Scientists have discovered that the alteration of a single gene could cause some male embryos to develop as females.

The breakthrough will improve diagnosis and clinical management of patients with disorders of sex development (DSD). These conditions occur when the testis or ovary does not develop properly in the embryo, causing genital abnormalities in one in 4500 babies.
An international team including researchers from the Murdoch Childrens Research Institute and the University of Melbourne identified the gene alteration in a group of patients including two families with several affected members.
The alteration occurred in a gene called MAP3K1, which plays a role in switching on genes that direct the gonad to become a testis. Males normally have one X and one Y chromosome and females have two X chromosomes. But researchers found that the alteration of the MAP3K1 gene disrupted the normal process of testis development, resulting in a male XY embryo developing female characteristics including female genitalia and an overall feminine appearance.
Professor Andrew Sinclair, lead researcher from the Murdoch Childrens Research Institute and the University of Melbourne said the discovery showed the underlying cause of testis failure in these patients, which would help provide a diagnosis and guide clinical management of cases in the future.
"To date, we know of only a small number of genes that are involved in gonad development, and can only diagnose about 20 per cent of DSD patients," he said.
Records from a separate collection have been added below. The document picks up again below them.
// ============================================================================
// SHARPEN — 3×3 four-neighbour unsharp kernel
// ============================================================================

use rayon::prelude::*;

use crate::canvas::PixelBuffer;

/// Sharpen interior pixels by amplifying each RGB channel's deviation from
/// its four neighbours:
///
/// ```text
/// out = clamp(c + amount * (5c - (n + s + e + w)), 0, 255)
/// ```
///
/// `sharpen` is in percent (`amount = sharpen / 100`). Border pixels and the
/// alpha channel are copied unchanged, and a zero amount returns an exact
/// copy.
pub fn sharpen(src: &PixelBuffer, sharpen: f32) -> PixelBuffer {
    let amount = sharpen / 100.0;
    let (w, h) = src.dimensions();
    if amount <= 0.0 || !amount.is_finite() || w < 3 || h < 3 {
        return src.clone();
    }

    let stride = src.stride();
    let src_raw = src.as_raw();
    let mut dst = src.clone();
    let last_row = h as usize - 1;

    dst.as_raw_mut().par_chunks_mut(stride).enumerate().for_each(|(y, row_out)| {
        if y == 0 || y == last_row {
            return;
        }
        let above = &src_raw[(y - 1) * stride..y * stride];
        let here  = &src_raw[y * stride..(y + 1) * stride];
        let below = &src_raw[(y + 1) * stride..(y + 2) * stride];

        for x in 1..w as usize - 1 {
            let pi = x * 4;
            for ch in 0..3 {
                let c = here[pi + ch] as f32;
                let sum = above[pi + ch] as f32
                    + below[pi + ch] as f32
                    + here[pi - 4 + ch] as f32
                    + here[pi + 4 + ch] as f32;
                let v = c + amount * (5.0 * c - sum);
                row_out[pi + ch] = v.round().clamp(0.0, 255.0) as u8;
            }
        }
    });
    dst
}
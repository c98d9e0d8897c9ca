pub mod crop;
pub mod history;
"Based on our study, we believe mutation of the MAP3K1 gene could be responsible for a further 20 per cent of XY DSD cases. This is a major breakthrough as the MAP3K1 gene provides new insights into normal testis development and significantly increases the number of DSD cases we can diagnose in the future."
The study, published few days before in the American Journal of Human Genetics, was undertaken in collaboration with the Women's and Children's Hospital, Adelaide, New York University School of Medicine, MRC Mammalian Genetics Unit, UK, Centre Hospitalier Universitaire de Nantes, France.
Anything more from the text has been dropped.